In 2002, he went to India to meet his birth mother.

“That’s when I … saw for the first time, polio survivors crawling on the ground,” he recalled. “They didn’t access, obviously to the vaccine, but they didn’t also have access to rehabilitation.”

This trip inspired Ferris to become the tireless polio eradication advocate he is today.

He said that eliminating polio in India seemed like a daunting task, but he was hopeful after doing research and seeing how many partners were involved in eradication efforts — from female health workers to global governments to organizations like Rotary International.

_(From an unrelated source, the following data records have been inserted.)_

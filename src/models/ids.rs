//! Upstream ids arrive as JSON strings or numbers; both are stored as text.

use serde::{Deserialize, Deserializer, de::Error};
use serde_json::Value;

fn id_from_value<E: Error>(value: Value) -> Result<Option<String>, E> {
    match value {
        Value::Null => Ok(None),
        Value::String(s) => Ok(Some(s)),
        Value::Number(n) => Ok(Some(n.to_string())),
        other => Err(E::custom(format!(
            "expected string or number id, got {other}"
        ))),
    }
}

pub fn deserialize<'de, D>(deserializer: D) -> Result<String, D::Error>
where
    D: Deserializer<'de>,
{
    id_from_value(Value::deserialize(deserializer)?)?
        .ok_or_else(|| D::Error::custom("id must not be null"))
}

pub fn deserialize_option<'de, D>(deserializer: D) -> Result<Option<String>, D::Error>
where
    D: Deserializer<'de>,
{
    id_from_value(Value::deserialize(deserializer)?)
}

#[cfg(test)]
mod tests {
    use serde::Deserialize;

    #[derive(Deserialize)]
    struct Holder {
        #[serde(deserialize_with = "super::deserialize")]
        id: String,
        #[serde(default, deserialize_with = "super::deserialize_option")]
        brand_id: Option<String>,
    }

    #[test]
    fn numbers_and_strings_normalize_to_strings() {
        let a: Holder = serde_json::from_str(r#"{"id": 17, "brand_id": "9"}"#).unwrap();
        let b: Holder = serde_json::from_str(r#"{"id": "17", "brand_id": 9}"#).unwrap();
        assert_eq!(a.id, b.id);
        assert_eq!(a.brand_id, b.brand_id);
    }

    #[test]
    fn null_optional_id_is_none_and_missing_defaults() {
        let a: Holder = serde_json::from_str(r#"{"id": 1, "brand_id": null}"#).unwrap();
        let b: Holder = serde_json::from_str(r#"{"id": 1}"#).unwrap();
        assert!(a.brand_id.is_none());
        assert!(b.brand_id.is_none());
    }

    #[test]
    fn null_required_id_is_rejected() {
        assert!(serde_json::from_str::<Holder>(r#"{"id": null}"#).is_err());
    }
}
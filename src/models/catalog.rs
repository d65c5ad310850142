//! Catalog and action discriminants carried by every work unit.

use std::fmt;

use serde::{Deserialize, Serialize};
use utoipa::ToSchema;

/// One of the two upstream product catalogs.
#[derive(Debug, Clone, Copy, PartialEq, Eq, Hash, Serialize, Deserialize, ToSchema)]
#[serde(rename_all = "lowercase")]
pub enum Catalog {
    Tires,
    Wheels,
}

impl Catalog {
    pub const ALL: [Catalog; 2] = [Catalog::Tires, Catalog::Wheels];

    pub fn as_str(&self) -> &'static str {
        match self {
            Catalog::Tires => "tires",
            Catalog::Wheels => "wheels",
        }
    }

    /// Prefix of this catalog's relational tables (`tire_products`, ...).
    pub fn table_prefix(&self) -> &'static str {
        match self {
            Catalog::Tires => "tire",
            Catalog::Wheels => "wheel",
        }
    }

    /// Catalog walked after this one within a pass, if any.
    pub fn next(&self) -> Option<Catalog> {
        match self {
            Catalog::Tires => Some(Catalog::Wheels),
            Catalog::Wheels => None,
        }
    }
}

impl fmt::Display for Catalog {
    fn fmt(&self, f: &mut fmt::Formatter<'_>) -> fmt::Result {
        f.write_str(self.as_str())
    }
}

#[derive(Debug, Clone, Copy, PartialEq, Eq, Hash, Serialize, Deserialize, ToSchema)]
#[serde(rename_all = "lowercase")]
pub enum Action {
    Collect,
    Update,
    Delete,
}

impl Action {
    pub fn as_str(&self) -> &'static str {
        match self {
            Action::Collect => "collect",
            Action::Update => "update",
            Action::Delete => "delete",
        }
    }

    pub fn requires_watermark(&self) -> bool {
        matches!(self, Action::Update | Action::Delete)
    }
}

impl fmt::Display for Action {
    fn fmt(&self, f: &mut fmt::Formatter<'_>) -> fmt::Result {
        f.write_str(self.as_str())
    }
}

Working as an advocate ever since, Ferris has seen firsthand the importance of vaccination efforts in the remaining polio-endemic countries. 

“The reality is that a case of polio anywhere in the world is a threat to children everywhere in the world,” he said. “We have a once in a lifetime opportunity to get rid of the world’s second [human] disease.”

And India’s polio-free certification is proof of that.

“We’re extremely close, closer than we’ve ever been before,” Rosenbauer said.

Wild polio persists in only three countries: Afghanistan, Pakistan, and Nigeria — and there hasn’t been a wild polio case in Nigeria since 2016, meaning it, along with the WHO Africa Region, could soon be declared officially as polio-free.

One of the main challenges that Afghanistan and Pakistan are experiencing is population movement, Rosenbauer said. Because India had to confront the same obstacle, strategies used there can now serve as a road map to address the issue, while adapting them to local contexts in Afghanistan and Pakistan.

“Sure, there’s still challenges, but the progress curve is continuing,” Rosenbauer said. “Someone said here the other day: ‘It looks like we might achieve the impossible.’”

The world is currently on track to eradicating this disease once and for all. In 1988, there were an estimated 350,000 cases when the GPEI was launched. In 2018, there were just 33. That is what makes continued commitment and funding from governments, partners, and Global Citizens all the more pressing.

Rosenbauer adds that ensuring polio eradication is now just a question of political and societal will. He says it’s now “up to us” because we know this disease can be eradicated — India proved that.

“It will have been essentially our choice not to eradicate this disease, and then we can only blame ourselves for the consequences of what will happen,” he said. “And the consequences are very clear: This disease is going to come roaring back right across the world and we’re going to see outbreaks all over the world again so India kind of changed everything in that sense.”